A scaffolder (create-mc-bedrock) plus a compiler (@keyyard/bedrock-build). You run the scaffolder once to lay down a single opinionated starter, then live in the create:* generators: create:weapon, create:block, create:entity, and the rest each scaffold a fully wired feature (behavior JSON + resource JSON + texture and lang registration) in one command.

Pick this when:

  • You're starting a new add-on and want to ship it, not just learn the API.
  • You want generators that write every linked file for a feature instead of hand-wiring items, attachables, textures, and lang lines.
  • You want hot reload to com.mojang on every save and a one-command .mcaddon.
  • You want a clear split between source (src/) and built output (dist/).

What you get:

  • A single scaffolded workspace following the workspace layout.
  • The create generator family as the day-2 loop.
  • config.json pre-filled with sensible defaults. See the config schema.
  • Freshly generated manifest UUIDs, committed to git.
  • Plain standard packs in and out. No lock-in: the output is exactly what Minecraft, mct, and Regolith all consume.

This is the gap 3.0 occupies: a terminal-native, idempotent, flag-or-interactive, in-project generator that writes every linked file for a feature in one shot, emits plain standard packs, validates the identifier before writing, previews with --dry-run, and is safe to re-run.

Regolith (Bedrock-OSS)

A multi-pack build system built around filters: compile-time transforms that run over your packs. Powerful for large projects with custom code generation, asset processing, or templating pipelines.

Pick this when:

  • You're running a large multi-pack project with custom transforms.
  • You want a filter pipeline (templating, asset processing, custom codegen) as a first-class part of your build.
  • You're comfortable with a heavier toolchain in exchange for that power.

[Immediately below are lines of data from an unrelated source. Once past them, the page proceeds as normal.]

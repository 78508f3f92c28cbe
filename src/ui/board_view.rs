use ratatui::{
    layout::Rect,
    style::{Color, Modifier, Style},
    text::{Line, Span},
    widgets::Paragraph,
    Frame,
};

use crate::game::{Board, PlayerId, NO_OWNER, PLAYER_ONE, PLAYER_TWO, WIN_LENGTH};

/// Characters per board column (" ● ")
const CELL_WIDTH: u16 = 3;

/// Lines drawn besides the cell rows: column numbers, two borders, indicator
const FRAME_LINES: u16 = 4;

pub fn player_color(player: PlayerId) -> Color {
    match player {
        PLAYER_ONE => Color::Red,
        PLAYER_TWO => Color::Yellow,
        _ => Color::Magenta,
    }
}

fn to_u16(n: usize) -> u16 {
    u16::try_from(n).unwrap_or(u16::MAX)
}

/// Width and height in terminal cells needed to draw `board`.
pub fn board_size(board: &Board) -> (u16, u16) {
    let width = to_u16(board.width())
        .saturating_mul(CELL_WIDTH)
        .saturating_add(2);
    let height = to_u16(board.height()).saturating_add(FRAME_LINES);
    (width, height)
}

/// The rectangle the board occupies when centered in `area`.
pub fn board_rect(board: &Board, area: Rect) -> Rect {
    let (width, height) = board_size(board);
    let width = width.min(area.width);
    let height = height.min(area.height);
    Rect {
        x: area.x + (area.width - width) / 2,
        y: area.y + (area.height - height) / 2,
        width,
        height,
    }
}

/// Map a pointer position to the board column under it. `rect` is the board's
/// on-screen rectangle as returned by [`board_rect`].
pub fn column_at(board: &Board, rect: Rect, x: u16, y: u16) -> Option<usize> {
    if y < rect.y || y >= rect.y.saturating_add(rect.height) {
        return None;
    }
    // Skip the left border
    let offset = x.checked_sub(rect.x.saturating_add(1))?;
    let column = usize::from(offset / CELL_WIDTH);
    (column < board.width()).then_some(column)
}

/// Render the board with a column selector. Cells in `highlight` are drawn
/// reversed.
pub fn render_board(
    frame: &mut Frame,
    board: &Board,
    selected_column: usize,
    highlight: Option<[(usize, usize); WIN_LENGTH]>,
    area: Rect,
) {
    let mut lines = Vec::new();

    // Column numbers, 1-based
    let mut col_line = vec![Span::raw(" ")];
    for column in 0..board.width() {
        let label = format!("{:^3}", column + 1);
        if column == selected_column {
            col_line.push(Span::styled(
                label,
                Style::default()
                    .fg(Color::Cyan)
                    .add_modifier(Modifier::BOLD | Modifier::UNDERLINED),
            ));
        } else {
            col_line.push(Span::raw(label));
        }
    }
    lines.push(Line::from(col_line));

    let rule = "═".repeat(board.width() * usize::from(CELL_WIDTH));
    lines.push(Line::from(format!("╔{rule}╗")));

    // Top row first
    for row in (0..board.height()).rev() {
        let mut row_spans = vec![Span::raw("║")];
        for column in 0..board.width() {
            let owner = board.cell(column, row).map_or(NO_OWNER, |cell| cell.owner());
            let span = if owner == NO_OWNER {
                Span::styled(" . ", Style::default().fg(Color::DarkGray))
            } else {
                let mut style = Style::default().fg(player_color(owner));
                if highlight.is_some_and(|line| line.contains(&(column, row))) {
                    style = style.add_modifier(Modifier::REVERSED | Modifier::BOLD);
                }
                Span::styled(" ● ", style)
            };
            row_spans.push(span);
        }
        row_spans.push(Span::raw("║"));
        lines.push(Line::from(row_spans));
    }

    lines.push(Line::from(format!("╚{rule}╝")));

    let mut indicator_line = vec![Span::raw(" ")];
    for column in 0..board.width() {
        if column == selected_column {
            indicator_line.push(Span::styled(" ▲ ", Style::default().fg(Color::Cyan)));
        } else {
            indicator_line.push(Span::raw("   "));
        }
    }
    lines.push(Line::from(indicator_line));

    frame.render_widget(Paragraph::new(lines), board_rect(board, area));
}

#[cfg(test)]
mod tests {
    use super::*;

    #[test]
    fn test_board_size() {
        let board = Board::new();
        assert_eq!(board_size(&board), (23, 10));
    }

    #[test]
    fn test_board_rect_is_centered() {
        let board = Board::new();
        let rect = board_rect(&board, Rect::new(0, 0, 43, 20));
        assert_eq!(rect, Rect::new(10, 5, 23, 10));
    }

    #[test]
    fn test_board_rect_clamps_to_area() {
        let board = Board::new();
        let rect = board_rect(&board, Rect::new(2, 3, 10, 4));
        assert_eq!(rect, Rect::new(2, 3, 10, 4));
    }

    #[test]
    fn test_column_at() {
        let board = Board::new();
        let rect = Rect::new(10, 5, 23, 10);

        // Left border
        assert_eq!(column_at(&board, rect, 10, 6), None);
        assert_eq!(column_at(&board, rect, 11, 6), Some(0));
        assert_eq!(column_at(&board, rect, 13, 6), Some(0));
        assert_eq!(column_at(&board, rect, 14, 6), Some(1));
        assert_eq!(column_at(&board, rect, 31, 6), Some(6));
        // Right border
        assert_eq!(column_at(&board, rect, 32, 6), None);
        assert_eq!(column_at(&board, rect, 0, 6), None);
    }

    #[test]
    fn test_column_at_ignores_rows_outside_board() {
        let board = Board::new();
        let rect = Rect::new(10, 5, 23, 10);
        assert_eq!(column_at(&board, rect, 14, 4), None);
        assert_eq!(column_at(&board, rect, 14, 15), None);
        assert_eq!(column_at(&board, rect, 14, 14), Some(1));
    }

    #[test]
    fn test_player_color() {
        assert_eq!(player_color(PLAYER_ONE), Color::Red);
        assert_eq!(player_color(PLAYER_TWO), Color::Yellow);
    }
}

Reach for Bedrock CLI instead when:

  • You want the shortest path from idea to in-game without configuring a pipeline, and you don't need compile-time filters.

Bedrock CLI is the complement, not the replacement: it emits plain standard packs, so a project can outgrow into Regolith later without a rewrite. Generation in Bedrock CLI is a one-shot scaffold of standard files; generation in Regolith is a compile-time transform.

Quick decision

You want…Use
To learn the raw @minecraft API the official waymct
To follow a Microsoft tutorial verbatimmct
The shortest path to a shipped add-onBedrock CLI
Generators that write every linked file for a featureBedrock CLI
Hot reload + .mcaddon packaging out of the boxBedrock CLI
A filter pipeline for a large multi-pack projectRegolith

These tools are not ranked against each other. They fit different bands. Bedrock CLI is built for the middle, and it stays out of the way of the other two by emitting plain standard packs.